> **Exercise goal**: Give back only the lines in the records below from the one with "The default implementation" to the one with "use serde_json::json;", both inclusive, word for word.

(Extracted data entries)

-------

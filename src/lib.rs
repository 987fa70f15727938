mod config;
pub use config::{Config, ACTIVE_CLASS, ANCESTOR_CLASS, IGNORED_PARAMS};

mod error;
pub use error::{Error, Result};

mod uri;
pub use uri::{normalize, strip_trailing_slash, Normalizer};

mod link;
pub use link::CandidateLink;

mod document;
pub use document::{LinkDocument, ReadyState};

mod matcher;
pub use matcher::{apply_active_state, Match, Matcher};

mod page;
pub use page::StaticDocument;

mod observer;
pub use observer::{
    ActiveLinks, Navigation, NavigationCallback, NavigationHub, NavigationSource, Scheduler, Task,
    TaskQueue,
};

#[cfg(feature = "wasm")]
pub mod wasm;

#[cfg(test)]
pub(crate) fn init_test_tracing() {
    let _ = tracing_subscriber::fmt()
        .with_env_filter(
            tracing_subscriber::EnvFilter::try_from_default_env()
                .unwrap_or_else(|_| tracing_subscriber::EnvFilter::new("active_links=debug")),
        )
        .with_test_writer()
        .try_init();
}
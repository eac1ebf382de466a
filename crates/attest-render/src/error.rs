//! Error type for `attest-render`.

use std::path::PathBuf;

use thiserror::Error;

#[derive(Debug, Error)]
pub enum Error {
  #[error("template image error: {0}")]
  Template(#[from] image::ImageError),

  #[error("not a usable TrueType font: {0}")]
  Font(PathBuf),

  #[error("qr encoding error: {0}")]
  Qr(#[from] qrcode::types::QrError),

  #[error("pdf emission error: {0}")]
  Pdf(String),

  #[error("io error: {0}")]
  Io(#[from] std::io::Error),
}

pub type Result<T, E = Error> = std::result::Result<T, E>;
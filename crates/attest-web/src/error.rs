//! Error type and axum `IntoResponse` implementation.

use axum::{
  http::StatusCode,
  response::{IntoResponse, Response},
};
use thiserror::Error;

#[derive(Debug, Error)]
pub enum Error {
  #[error("ledger error: {0}")]
  Ledger(#[source] Box<dyn std::error::Error + Send + Sync>),
}

impl IntoResponse for Error {
  fn into_response(self) -> Response {
    match self {
      Error::Ledger(e) => {
        (StatusCode::INTERNAL_SERVER_ERROR, e.to_string()).into_response()
      }
    }
  }
}
//! [`CsvLedger`] — the CSV-file implementation of [`Ledger`].

use std::path::{Path, PathBuf};

use attest_core::{
  ledger::Ledger,
  record::{CertificateRecord, LEDGER_HEADER, is_header_row},
};
use tokio::sync::RwLock;

use crate::Result;

/// A certificate ledger backed by one CSV file.
///
/// The whole file is read once at open time and cached; `append` pushes
/// to the cache and writes a single row to the end of the file. A new
/// file gets the canonical header row first, so the output is usable as
/// a spreadsheet import.
pub struct CsvLedger {
  rows: RwLock<Vec<CertificateRecord>>,
  path: Option<PathBuf>,
}

impl CsvLedger {
  /// Open (or prepare to create) a ledger file at `path`.
  pub async fn open(path: impl AsRef<Path>) -> Result<Self> {
    let path = path.as_ref().to_path_buf();
    let rows = if path.exists() { read_rows(&path)? } else { Vec::new() };
    Ok(Self { rows: RwLock::new(rows), path: Some(path) })
  }

  /// A ledger with no backing file — useful for testing.
  pub fn open_in_memory() -> Self {
    Self { rows: RwLock::new(Vec::new()), path: None }
  }
}

fn read_rows(path: &Path) -> Result<Vec<CertificateRecord>> {
  let mut reader = csv::ReaderBuilder::new()
    .has_headers(false)
    .flexible(true)
    .from_path(path)?;

  let mut rows = Vec::new();
  for (idx, result) in reader.records().enumerate() {
    let raw = result?;
    let cells: Vec<&str> = raw.iter().collect();
    if idx == 0 && is_header_row(&cells) {
      continue;
    }
    rows.push(CertificateRecord::from_row(&cells)?);
  }
  Ok(rows)
}

fn append_row(path: &Path, record: &CertificateRecord) -> Result<()> {
  let new_file = !path.exists();
  let file = std::fs::OpenOptions::new()
    .create(true)
    .append(true)
    .open(path)?;

  let mut writer = csv::WriterBuilder::new()
    .has_headers(false)
    .from_writer(file);
  if new_file {
    writer.write_record(LEDGER_HEADER)?;
  }
  writer.write_record(record.to_row())?;
  writer.flush()?;
  Ok(())
}

impl Ledger for CsvLedger {
  type Error = crate::Error;

  async fn append(&self, record: CertificateRecord) -> Result<()> {
    // Hold the write lock across the file append so concurrent appends
    // cannot interleave rows.
    let mut rows = self.rows.write().await;
    if let Some(path) = &self.path {
      append_row(path, &record)?;
    }
    rows.push(record);
    Ok(())
  }

  async fn records(&self) -> Result<Vec<CertificateRecord>> {
    Ok(self.rows.read().await.clone())
  }
}
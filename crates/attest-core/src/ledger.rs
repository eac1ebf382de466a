//! The `Ledger` trait — the append-and-scan store of issued certificates.
//!
//! The trait is implemented by storage backends (Google Sheets, local
//! CSV). Higher layers (`attest-web`, `attest-cli`) depend on this
//! abstraction, not on any concrete backend.

use std::future::Future;

use crate::record::CertificateRecord;

/// Abstraction over the certificate ledger.
///
/// Writes are strictly append-only: nothing is ever updated or deleted,
/// and no uniqueness check is performed — re-issuing a roster appends
/// duplicate rows.
///
/// All methods return `Send` futures so the trait can be used in
/// multi-threaded async runtimes (e.g. tokio with `axum`).
pub trait Ledger: Send + Sync {
  type Error: std::error::Error + Send + Sync + 'static;

  /// Append `record` as a new row at the end of the ledger.
  fn append(
    &self,
    record: CertificateRecord,
  ) -> impl Future<Output = Result<(), Self::Error>> + Send + '_;

  /// All rows, in ledger order.
  fn records(
    &self,
  ) -> impl Future<Output = Result<Vec<CertificateRecord>, Self::Error>> + Send + '_;

  /// The first row whose certificate id equals `certificate_id`, with
  /// surrounding whitespace ignored on both sides.
  ///
  /// The default implementation is a linear scan over [`Ledger::records`],
  /// which is acceptable at the ledger sizes this service handles.
  fn find<'a>(
    &'a self,
    certificate_id: &'a str,
  ) -> impl Future<Output = Result<Option<CertificateRecord>, Self::Error>> + Send + 'a
  {
    async move {
      let records = self.records().await?;
      Ok(
        records
          .into_iter()
          .find(|record| record.certificate_id.matches(certificate_id)),
      )
    }
  }
}
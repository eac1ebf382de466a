//! Google Sheets implementation of [`Ledger`].
//!
//! The ledger is one range of one spreadsheet: `append` issues a
//! `values:append` call, reads fetch the range and decode rows.

use std::sync::Arc;

use attest_core::{
  ledger::Ledger,
  record::{CertificateRecord, is_header_row},
};
use serde::Deserialize;
use serde_json::json;

use crate::{Result, auth::TokenProvider, check_status};

const SHEETS_BASE: &str = "https://sheets.googleapis.com/v4/spreadsheets";

/// Default range when the configuration names none.
pub const DEFAULT_RANGE: &str = "Sheet1!A:F";

/// Append-and-scan ledger over one spreadsheet range.
pub struct SheetsLedger {
  http:           reqwest::Client,
  token:          Arc<TokenProvider>,
  spreadsheet_id: String,
  range:          String,
}

#[derive(Deserialize)]
struct ValueRange {
  #[serde(default)]
  values: Vec<Vec<String>>,
}

impl SheetsLedger {
  pub fn new(
    http: reqwest::Client,
    token: Arc<TokenProvider>,
    spreadsheet_id: impl Into<String>,
    range: impl Into<String>,
  ) -> Self {
    Self {
      http,
      token,
      spreadsheet_id: spreadsheet_id.into(),
      range: range.into(),
    }
  }

  fn values_url(&self, suffix: &str) -> String {
    format!("{SHEETS_BASE}/{}/values/{}{suffix}", self.spreadsheet_id, self.range)
  }
}

impl Ledger for SheetsLedger {
  type Error = crate::Error;

  async fn append(&self, record: CertificateRecord) -> Result<()> {
    let token = self.token.access_token().await?;
    let response = self
      .http
      .post(self.values_url(":append"))
      .bearer_auth(token)
      .query(&[("valueInputOption", "RAW")])
      .json(&json!({ "values": [record.to_row()] }))
      .send()
      .await?;
    check_status(response).await?;

    tracing::debug!(certificate_id = %record.certificate_id, "appended ledger row");
    Ok(())
  }

  async fn records(&self) -> Result<Vec<CertificateRecord>> {
    let token = self.token.access_token().await?;
    let response = self
      .http
      .get(self.values_url(""))
      .bearer_auth(token)
      .send()
      .await?;
    let range: ValueRange = check_status(response).await?.json().await?;

    let mut records = Vec::with_capacity(range.values.len());
    for (idx, row) in range.values.iter().enumerate() {
      if idx == 0 && is_header_row(row) {
        continue;
      }
      records.push(CertificateRecord::from_row(row)?);
    }
    Ok(records)
  }
}
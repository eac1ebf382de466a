//! Local CSV backend for the Attest certificate ledger.
//!
//! One file, one row per issued certificate, same column order as the
//! spreadsheet backend. Rows are cached in memory; appends go to both the
//! cache and the file.

mod store;

pub mod error;

pub use error::{Error, Result};
pub use store::CsvLedger;
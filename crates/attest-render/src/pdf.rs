//! Single-page PDF emission wrapping the rendered canvas.

use image::RgbaImage;
use printpdf::{Image, ImageTransform, Mm, PdfDocument};

use crate::{Error, Result};

/// Raster resolution the page size is derived from.
const DPI: f32 = 150.0;

fn page_mm(px: u32) -> Mm {
  Mm((px as f32 * 25.4 / DPI) as _)
}

/// Encode `canvas` as a one-page PDF containing only the image, sized so
/// the image fills the page exactly.
pub fn pdf_bytes(title: &str, canvas: &RgbaImage) -> Result<Vec<u8>> {
  let (width, height) = canvas.dimensions();
  let (doc, page, layer) =
    PdfDocument::new(title, page_mm(width), page_mm(height), "certificate");
  let layer = doc.get_page(page).get_layer(layer);

  // Flatten to RGB; the canvas is fully opaque by construction.
  let rgb = image::DynamicImage::ImageRgba8(canvas.clone()).to_rgb8();
  let pdf_image = Image::from_dynamic_image(&image::DynamicImage::ImageRgb8(rgb));
  pdf_image.add_to_layer(layer, ImageTransform {
    dpi: Some(DPI as _),
    ..Default::default()
  });

  doc.save_to_bytes().map_err(|e| Error::Pdf(e.to_string()))
}
//! Certificate rasterization for Attest.
//!
//! Composites the recipient fields and a QR code onto a template (or
//! blank) canvas and emits the result as a single-page PDF. Pure
//! synchronous; no HTTP or storage dependencies.

pub mod error;
pub mod layout;
pub mod pdf;
pub mod qr;
pub mod text;

pub use error::{Error, Result};
pub use layout::Layout;

use std::path::Path;

use attest_core::render::{CertificateFields, Renderer};
use image::{Rgba, RgbaImage};
use rusttype::Font;

/// Renders certificates from a TrueType font and an optional template
/// image.
///
/// When no template is configured the canvas is plain white at the layout
/// dimensions, which keeps the pipeline usable before the artwork exists.
pub struct ImageRenderer {
  template: Option<RgbaImage>,
  font:     Font<'static>,
  layout:   Layout,
}

impl ImageRenderer {
  /// Load the font (and template, when given) from disk.
  pub fn open(
    font_path: &Path,
    template_path: Option<&Path>,
    layout: Layout,
  ) -> Result<Self> {
    let font_bytes = std::fs::read(font_path)?;
    let font = Font::try_from_vec(font_bytes)
      .ok_or_else(|| Error::Font(font_path.to_path_buf()))?;

    let template = match template_path {
      Some(path) => Some(image::open(path)?.to_rgba8()),
      None => None,
    };

    Ok(Self { template, font, layout })
  }

  pub fn layout(&self) -> &Layout { &self.layout }

  fn canvas(&self) -> RgbaImage {
    match &self.template {
      Some(template) => template.clone(),
      None => RgbaImage::from_pixel(
        self.layout.canvas_width,
        self.layout.canvas_height,
        Rgba([255, 255, 255, 255]),
      ),
    }
  }

  /// Composite one certificate and return the raw canvas.
  pub fn render_canvas(&self, fields: &CertificateFields) -> Result<RgbaImage> {
    let mut canvas = self.canvas();
    let layout = &self.layout;
    let black = Rgba([0, 0, 0, 255]);

    let date_text = fields.issued_on.format("%B %d, %Y").to_string();

    text::draw_text(
      &mut canvas,
      &self.font,
      layout.font_size,
      layout.name_pos.0,
      layout.name_pos.1,
      black,
      &fields.name,
    );
    text::draw_text(
      &mut canvas,
      &self.font,
      layout.font_size,
      layout.course_pos.0,
      layout.course_pos.1,
      black,
      &fields.course,
    );
    text::draw_text(
      &mut canvas,
      &self.font,
      layout.font_size,
      layout.date_pos.0,
      layout.date_pos.1,
      black,
      &date_text,
    );

    let qr = qr::qr_image(fields.certificate_id.as_str(), layout.qr_size)?;
    image::imageops::overlay(
      &mut canvas,
      &qr,
      layout.qr_pos.0 as i64,
      layout.qr_pos.1 as i64,
    );

    Ok(canvas)
  }
}

impl Renderer for ImageRenderer {
  type Error = Error;

  fn render_pdf(&self, fields: &CertificateFields) -> Result<Vec<u8>> {
    let canvas = self.render_canvas(fields)?;
    pdf::pdf_bytes(fields.certificate_id.as_str(), &canvas)
  }
}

-------

> **Response area**:
  /// The default implementation is a linear scan over [`Ledger::records`],
  /// which is acceptable at the ledger sizes this service handles.
  fn find<'a>(
    &'a self,
    certificate_id: &'a str,
  ) -> impl Future<Output = Result<Option<CertificateRecord>, Self::Error>> + Send + 'a
  {
    async move {
      let records = self.records().await?;
      Ok(
        records
          .into_iter()
          .find(|record| record.certificate_id.matches(certificate_id)),
      )
    }
  }
}
repository eac1ebf382de466a
//! Google Sheets implementation of [`Ledger`].
//!
//! The ledger is one range of one spreadsheet: `append` issues a
//! `values:append` call, reads fetch the range and decode rows.

use std::sync::Arc;

use attest_core::{
  ledger::Ledger,
  record::{CertificateRecord, is_header_row},
};
use serde::Deserialize;
use serde_json::json;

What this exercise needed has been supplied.